The configuration is that when the TFT substrate 510 having the thin film transistor is located below the other substrate (ie, the C / F substrate) 520, the inversion is performed so that the TFT substrate 510 is a C / F substrate. By being positioned on the upper side of the 520, it is possible to prevent damage to the pad portion of the thin film transistor that may occur in the cutting process.

In particular, in the present invention, the inversion unit 400 presents a state in which the inversion process of the bonded substrate is performed between the respective processes performed by the curing unit 200 and the cutting unit 300.

This means that when the curing unit 200 is a device configured to perform curing by UV irradiation, the UV material must be smoothly applied to the sealing material applied to the substrate, but the conventional C / F substrate 520 has a pixel according to its type. Considering that there is a type having a black-matrix layer (not shown) for blocking the light except for the region, the C / F substrate 520 having the black-matrix layer described above is a bonded substrate. When positioned on the upper side of the black matrix layer, since the UV material cannot be smoothly irradiated to the sealing material, it is in an unfavorable state of being applied to the cutting process, that is, the TFT substrate 510 having the thin film transistor is formed on the C / F substrate 520. This is because it is possible to achieve a state located underneath.

Accordingly, in the present invention, the inverting unit 400 of the present invention, which is installed for smoothly performing the cutting process, is installed at a post-process position of the hardening unit 200, thereby thin film according to the hardening method of the hardening unit 200 described above. Even if the TFT substrate 510 on which the transistor is formed is positioned below the C / F substrate 5200, it is advantageous to be applied to the cutting process, that is, the TFT substrate 510 is positioned above the C / F substrate 520. It is possible to achieve the state.

Meanwhile, FIG. 5 schematically shows a configuration of the inverting unit 400 of the present invention as described above, and the configuration of the inverting unit according to the present invention will be described in detail with reference to this.

First, the inverting unit 400 of the present invention includes a seating unit 410 on which a largely conveyed substrate is seated, a fixing means 420 for fixing a substrate seated on the seating unit 410, and rotating the seating unit. Rotating means 430 is included.

The seating portion 410 is installed to rotate on the basis of the central portion.

In addition, the fixing means 420 has a rotating shaft 421 coupled with the rotary motor 423 so as to be rotatable around the long side side upper surface of the seating portion 410, and the other end of the rotary shaft 421 A clamp 422 is formed to clamp the inactive region.

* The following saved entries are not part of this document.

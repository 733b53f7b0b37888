//! SQLite backend: one `kv(key BLOB PRIMARY KEY, value BLOB)` table.
//!
//! The connection sits behind a mutex, so readers sharing one handle are
//! serialized. Open several read-only handles for parallel query workers.

use std::ops::ControlFlow;
use std::path::Path;
use std::time::Duration;

use parking_lot::Mutex;
use rusqlite::{params, Connection, ErrorCode, OpenFlags, OptionalExtension};

use crate::{AccessMode, KvStore, ScanControl, StoreError};

const BACKEND: &str = "sqlite";
const BUSY_TIMEOUT: Duration = Duration::from_millis(250);

fn map_err(err: rusqlite::Error) -> StoreError {
    match err.sqlite_error_code() {
        Some(ErrorCode::DatabaseBusy) | Some(ErrorCode::DatabaseLocked) => {
            StoreError::unavailable(BACKEND, format!("database is locked: {err}"))
        }
        Some(ErrorCode::ReadOnly) => StoreError::AccessDenied { operation: "write" },
        _ => StoreError::unavailable(BACKEND, err),
    }
}

pub struct SqliteStore {
    conn: Mutex<Connection>,
    mode: AccessMode,
    /// False when a read-only open finds no `kv` table; such a store reads
    /// as empty.
    has_table: bool,
}

impl SqliteStore {
    pub fn open<P: AsRef<Path>>(path: P, mode: AccessMode) -> Result<Self, StoreError> {
        let path = path.as_ref();
        let conn = match mode {
            AccessMode::ReadOnly => Connection::open_with_flags(
                path,
                OpenFlags::SQLITE_OPEN_READ_ONLY | OpenFlags::SQLITE_OPEN_NO_MUTEX,
            )
            .map_err(map_err)?,
            AccessMode::ReadWrite | AccessMode::Create => Connection::open(path).map_err(map_err)?,
        };
        conn.busy_timeout(BUSY_TIMEOUT).map_err(map_err)?;

        if mode.is_writable() {
            conn.execute_batch(
                "PRAGMA journal_mode = WAL;
                 CREATE TABLE IF NOT EXISTS kv (key BLOB PRIMARY KEY, value BLOB NOT NULL);",
            )
            .map_err(map_err)?;
            if mode.truncates() {
                conn.execute("DELETE FROM kv", []).map_err(map_err)?;
            }
        }

        let has_table = mode.is_writable() || kv_table_exists(&conn)?;
        Ok(Self {
            conn: Mutex::new(conn),
            mode,
            has_table,
        })
    }

    pub fn open_in_memory() -> Result<Self, StoreError> {
        let conn = Connection::open_in_memory().map_err(map_err)?;
        conn.execute_batch("CREATE TABLE kv (key BLOB PRIMARY KEY, value BLOB NOT NULL);")
            .map_err(map_err)?;
        Ok(Self {
            conn: Mutex::new(conn),
            mode: AccessMode::ReadWrite,
            has_table: true,
        })
    }
}

fn kv_table_exists(conn: &Connection) -> Result<bool, StoreError> {
    conn.query_row(
        "SELECT 1 FROM sqlite_master WHERE type = 'table' AND name = 'kv'",
        [],
        |_| Ok(()),
    )
    .optional()
    .map(|found| found.is_some())
    .map_err(map_err)
}

impl KvStore for SqliteStore {
    fn backend_name(&self) -> &'static str {
        BACKEND
    }

    fn mode(&self) -> AccessMode {
        self.mode
    }

    fn get(&self, key: &[u8]) -> Result<Option<Vec<u8>>, StoreError> {
        if !self.has_table {
            return Ok(None);
        }
        let conn = self.conn.lock();
        conn.query_row("SELECT value FROM kv WHERE key = ?1", params![key], |row| {
            row.get::<_, Vec<u8>>(0)
        })
        .optional()
        .map_err(map_err)
    }

    fn put(&self, key: &[u8], value: &[u8]) -> Result<(), StoreError> {
        self.mode.ensure_writable("put")?;
        let conn = self.conn.lock();
        conn.execute(
            "INSERT OR REPLACE INTO kv (key, value) VALUES (?1, ?2)",
            params![key, value],
        )
        .map_err(map_err)?;
        Ok(())
    }

    fn put_many(&self, entries: Vec<(Vec<u8>, Vec<u8>)>) -> Result<(), StoreError> {
        self.mode.ensure_writable("put_many")?;
        if entries.is_empty() {
            return Ok(());
        }
        let mut conn = self.conn.lock();
        let tx = conn.transaction().map_err(map_err)?;
        {
            let mut stmt = tx
                .prepare_cached("INSERT OR REPLACE INTO kv (key, value) VALUES (?1, ?2)")
                .map_err(map_err)?;
            for (key, value) in &entries {
                stmt.execute(params![key, value]).map_err(map_err)?;
            }
        }
        tx.commit().map_err(map_err)
    }

    fn delete(&self, key: &[u8]) -> Result<(), StoreError> {
        self.mode.ensure_writable("delete")?;
        let conn = self.conn.lock();
        conn.execute("DELETE FROM kv WHERE key = ?1", params![key])
            .map_err(map_err)?;
        Ok(())
    }

    fn len(&self) -> Result<usize, StoreError> {
        if !self.has_table {
            return Ok(0);
        }
        let conn = self.conn.lock();
        let count: i64 = conn
            .query_row("SELECT COUNT(*) FROM kv", [], |row| row.get(0))
            .map_err(map_err)?;
        Ok(count as usize)
    }

    fn scan(
        &self,
        visitor: &mut dyn FnMut(&[u8], &[u8]) -> Result<ScanControl, StoreError>,
    ) -> Result<(), StoreError> {
        if !self.has_table {
            return Ok(());
        }
        let conn = self.conn.lock();
        let mut stmt = conn
            .prepare("SELECT key, value FROM kv ORDER BY key")
            .map_err(map_err)?;
        let mut rows = stmt.query([]).map_err(map_err)?;
        while let Some(row) = rows.next().map_err(map_err)? {
            let key: Vec<u8> = row.get(0).map_err(map_err)?;
            let value: Vec<u8> = row.get(1).map_err(map_err)?;
            if let ControlFlow::Break(()) = visitor(&key, &value)? {
                break;
            }
        }
        Ok(())
    }
}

In this case, when the fixing means 420 is configured to simply clamp the inactive region of the bonded substrate by rotation, it may cause damage of the substrate due to contact with the substrate. A cylinder 424 is further provided, and the hydraulic pneumatic cylinder 424 is connected to the rotation shaft 421.

That is, the state where the loading of the bonded substrate is not made so that the position of the clamp 422 is close to the upper surface of the seating portion 410, and when the loading of the bonded substrate is made or before the mounting portion 410 is reversed. The bonding shaft loaded on the seating portion 410 may be fixed by sequentially moving the rotating shaft 421 up and down and rotating downwardly.

In addition, the rotation means 430 is composed of a central shaft 431 penetratingly coupled along the central portion of the seating portion 410, and a drive motor 432 to rotate the central shaft.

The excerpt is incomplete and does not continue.